I think there's a confusion of terms here. Yes, there's an idea of male stoicism, which dates back I think at least to the 19th century in Anglo-American culture. But it coexisted for generations with a culture in which deep and even emotional male friendships were quite permissible.
The problem is that close male friendships are now inevitably sexualized, in that heterosexual men are constantly reminded of the possibility of homosexuality. You see the flip side of this before, if you read biographies of famous homosexuals -- there's frequently some close male friendship which, from their perspective was romantic, but from the perspective of the object of their ardour, was merely a close male friendship (see, e.g. AE Housman and Moses Jackson). It's not like these people were all delusional -- there really was a friendship and an intimacy there, notwithstanding male stoicism (stiff upper lips) in Victorian and Edwardian culture. It just wasn't romantic.
If you invert that, though, it's obvious how male-male friendships would be inhibited in the present day, where the salience of male homosexuality is, if anything, inflated out of all proportion with its miniscule incidence in the population. Now, Housman reflects the mainstream as much as, if not moreso than Jackson. The Holmes-Watson and Frodo-Sam relationships read as homosexual to many modern readers, after all.

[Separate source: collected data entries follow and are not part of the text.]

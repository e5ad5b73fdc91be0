//! File-backed storage: one JSON document per key.
//!
//! Layout under the store root:
//!
//! ```text
//! {root}/tenants/{tenant_id}/codemaps/{project_id}.json
//! {root}/tenants/{tenant_id}/cache/{query_hash}.json
//! {root}/auth/keys/{key_hash}.json
//! {root}/auth/ratelimit/{source_ip}.json
//! ```
//!
//! # Atomicity
//!
//! Writes go to a `.tmp` sibling first and are renamed into place. Renames
//! within one filesystem are atomic on POSIX, so a concurrent reader sees
//! either the previous document or the new one, never a partial write.

use async_trait::async_trait;
use std::io::ErrorKind;
use std::path::{Path, PathBuf};
use std::time::Duration;
use tracing::debug;

use crate::auth::{ApiKeyRecord, RateLimitRecord};
use crate::domain::CodeMap;
use crate::error::{Error, Result};
use crate::storage::{CacheEntry, Store};

/// Persistent store writing one JSON file per record.
pub struct JsonFileStore {
    root: PathBuf,
}

impl JsonFileStore {
    /// Create a store rooted at `root`. Directories are created lazily on
    /// first write.
    #[must_use]
    pub fn new(root: impl Into<PathBuf>) -> Self {
        Self { root: root.into() }
    }

    fn code_map_path(&self, tenant_id: &str, project_id: &str) -> Result<PathBuf> {
        Ok(self
            .root
            .join("tenants")
            .join(safe_component(tenant_id, "tenant_id")?)
            .join("codemaps")
            .join(format!("{}.json", safe_component(project_id, "project_id")?)))
    }

    fn cache_dir(&self, tenant_id: &str) -> Result<PathBuf> {
        Ok(self
            .root
            .join("tenants")
            .join(safe_component(tenant_id, "tenant_id")?)
            .join("cache"))
    }

    fn cache_path(&self, tenant_id: &str, query_hash: &str) -> Result<PathBuf> {
        Ok(self
            .cache_dir(tenant_id)?
            .join(format!("{}.json", safe_component(query_hash, "query_hash")?)))
    }

    fn api_key_path(&self, key_hash: &str) -> Result<PathBuf> {
        Ok(self
            .root
            .join("auth")
            .join("keys")
            .join(format!("{}.json", safe_component(key_hash, "key_hash")?)))
    }

    fn rate_limit_path(&self, source_ip: &str) -> PathBuf {
        // IPv6 addresses contain colons, which some filesystems reject
        let name: String = source_ip
            .chars()
            .map(|c| if c.is_ascii_alphanumeric() || c == '.' { c } else { '-' })
            .collect();
        self.root
            .join("auth")
            .join("ratelimit")
            .join(format!("{name}.json"))
    }
}

/// Reject key components that could escape the store root.
fn safe_component<'a>(value: &'a str, field: &str) -> Result<&'a str> {
    if value.is_empty()
        || value == "."
        || value == ".."
        || value.contains('/')
        || value.contains('\\')
    {
        return Err(Error::InvalidArgument(format!(
            "{field} {value:?} is not a valid storage key component"
        )));
    }
    Ok(value)
}

/// Atomically write `contents` to `path`, creating parent directories.
async fn write_atomic(path: &Path, contents: &[u8]) -> Result<()> {
    if let Some(parent) = path.parent() {
        tokio::fs::create_dir_all(parent).await?;
    }

    let mut temp_path = path.as_os_str().to_owned();
    temp_path.push(".tmp");
    let temp_path = PathBuf::from(temp_path);

    if let Err(e) = tokio::fs::write(&temp_path, contents).await {
        // Best-effort cleanup of the temp file
        let _ = tokio::fs::remove_file(&temp_path).await;
        return Err(e.into());
    }
    tokio::fs::rename(&temp_path, path).await?;
    Ok(())
}

/// Read a file, mapping "no such file" to `None`.
async fn read_optional(path: &Path) -> Result<Option<Vec<u8>>> {
    match tokio::fs::read(path).await {
        Ok(bytes) => Ok(Some(bytes)),
        Err(e) if e.kind() == ErrorKind::NotFound => Ok(None),
        Err(e) => Err(e.into()),
    }
}

/// Delete a file, reporting whether it existed.
async fn remove_optional(path: &Path) -> Result<bool> {
    match tokio::fs::remove_file(path).await {
        Ok(()) => Ok(true),
        Err(e) if e.kind() == ErrorKind::NotFound => Ok(false),
        Err(e) => Err(e.into()),
    }
}

#[async_trait]
impl Store for JsonFileStore {
    async fn save_code_map(
        &self,
        tenant_id: &str,
        project_id: &str,
        code_map: &CodeMap,
    ) -> Result<()> {
        code_map.validate()?;
        let path = self.code_map_path(tenant_id, project_id)?;
        let contents = serde_json::to_vec_pretty(code_map)?;
        write_atomic(&path, &contents).await?;
        debug!(tenant_id, project_id, path = %path.display(), "stored code map");
        Ok(())
    }

    async fn get_code_map(&self, tenant_id: &str, project_id: &str) -> Result<Option<CodeMap>> {
        let path = self.code_map_path(tenant_id, project_id)?;
        let Some(bytes) = read_optional(&path).await? else {
            return Ok(None);
        };

        // A present-but-undecodable document is corruption, not absence
        let code_map: CodeMap = serde_json::from_slice(&bytes).map_err(|e| {
            Error::Validation(format!(
                "stored code map for project {project_id:?} is corrupted: {e}"
            ))
        })?;
        code_map.validate()?;
        Ok(Some(code_map))
    }

    async fn delete_code_map(&self, tenant_id: &str, project_id: &str) -> Result<bool> {
        remove_optional(&self.code_map_path(tenant_id, project_id)?).await
    }

    async fn list_projects(&self, tenant_id: &str) -> Result<Vec<String>> {
        let dir = self
            .root
            .join("tenants")
            .join(safe_component(tenant_id, "tenant_id")?)
            .join("codemaps");

        let mut entries = match tokio::fs::read_dir(&dir).await {
            Ok(entries) => entries,
            Err(e) if e.kind() == ErrorKind::NotFound => return Ok(Vec::new()),
            Err(e) => return Err(e.into()),
        };

        let mut projects = Vec::new();
        while let Some(entry) = entries.next_entry().await? {
            let name = entry.file_name();
            if let Some(project) = name.to_string_lossy().strip_suffix(".json") {
                projects.push(project.to_string());
            }
        }
        projects.sort();
        Ok(projects)
    }

    async fn save_cache(
        &self,
        tenant_id: &str,
        query_hash: &str,
        value: &serde_json::Value,
        ttl: Duration,
    ) -> Result<()> {
        let entry = CacheEntry::new(value.clone(), ttl);
        let contents = serde_json::to_vec(&entry)?;
        write_atomic(&self.cache_path(tenant_id, query_hash)?, &contents).await
    }

    async fn get_cache(
        &self,
        tenant_id: &str,
        query_hash: &str,
    ) -> Result<Option<serde_json::Value>> {
        let path = self.cache_path(tenant_id, query_hash)?;
        let Some(bytes) = read_optional(&path).await? else {
            return Ok(None);
        };

        // An unreadable cache entry is dropped rather than surfaced; the
        // result it held can always be recomputed
        let Ok(entry) = serde_json::from_slice::<CacheEntry>(&bytes) else {
            let _ = remove_optional(&path).await;
            return Ok(None);
        };
        if entry.is_expired() {
            let _ = remove_optional(&path).await;
            return Ok(None);
        }
        Ok(Some(entry.value))
    }

    async fn delete_cache(&self, tenant_id: &str, query_hash: &str) -> Result<bool> {
        remove_optional(&self.cache_path(tenant_id, query_hash)?).await
    }

    async fn purge_cache(&self, tenant_id: &str) -> Result<()> {
        let dir = self.cache_dir(tenant_id)?;
        match tokio::fs::remove_dir_all(&dir).await {
            Ok(()) => Ok(()),
            Err(e) if e.kind() == ErrorKind::NotFound => Ok(()),
            Err(e) => Err(e.into()),
        }
    }

    async fn put_api_key(&self, key_hash: &str, record: &ApiKeyRecord) -> Result<()> {
        let contents = serde_json::to_vec(record)?;
        write_atomic(&self.api_key_path(key_hash)?, &contents).await
    }

    async fn get_api_key(&self, key_hash: &str) -> Result<Option<ApiKeyRecord>> {
        let Some(bytes) = read_optional(&self.api_key_path(key_hash)?).await? else {
            return Ok(None);
        };
        Ok(Some(serde_json::from_slice(&bytes)?))
    }

    async fn get_rate_limit(&self, source_ip: &str) -> Result<Option<RateLimitRecord>> {
        let Some(bytes) = read_optional(&self.rate_limit_path(source_ip)).await? else {
            return Ok(None);
        };
        Ok(Some(serde_json::from_slice(&bytes)?))
    }

    async fn save_rate_limit(&self, source_ip: &str, record: &RateLimitRecord) -> Result<()> {
        let contents = serde_json::to_vec(record)?;
        write_atomic(&self.rate_limit_path(source_ip), &contents).await
    }
}

#[cfg(test)]
mod tests {
    use super::*;

    #[test]
    fn safe_component_rejects_traversal() {
        assert!(safe_component("proj", "project_id").is_ok());
        assert!(safe_component("..", "project_id").is_err());
        assert!(safe_component("a/b", "project_id").is_err());
        assert!(safe_component("a\\b", "project_id").is_err());
        assert!(safe_component("", "project_id").is_err());
    }

    #[test]
    fn rate_limit_path_sanitizes_ipv6() {
        let store = JsonFileStore::new("/tmp/store");
        let path = store.rate_limit_path("2001:db8::1");
        let name = path.file_name().unwrap().to_string_lossy().into_owned();
        assert!(!name.contains(':'), "got {name}");
    }
}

That's not to say that close male friendships are made impossible today by celebration of homosexuality. Just as with male-female friendships, where sometimes people have to affirm or reaffirm explicitly the platonic nature of the relationship, you hear men today say things like "no homo" to reaffirm the platonic nature of their relationships. But of course, they get accused of homophobia when they do that.
"We wanted to find out about men generally, so we researched men who are sexually attracted to My Little Ponies, men who play with foam weapons in public, and men who attend male friendship workshops with feelings wheels."
Hm. I suspect there is a sampling problem here...
Let's not forget that the Bronies got Derpy Hooves into the Pony canon. At least until someone at My Little Pony Enterprises realized "derpy" was an insult.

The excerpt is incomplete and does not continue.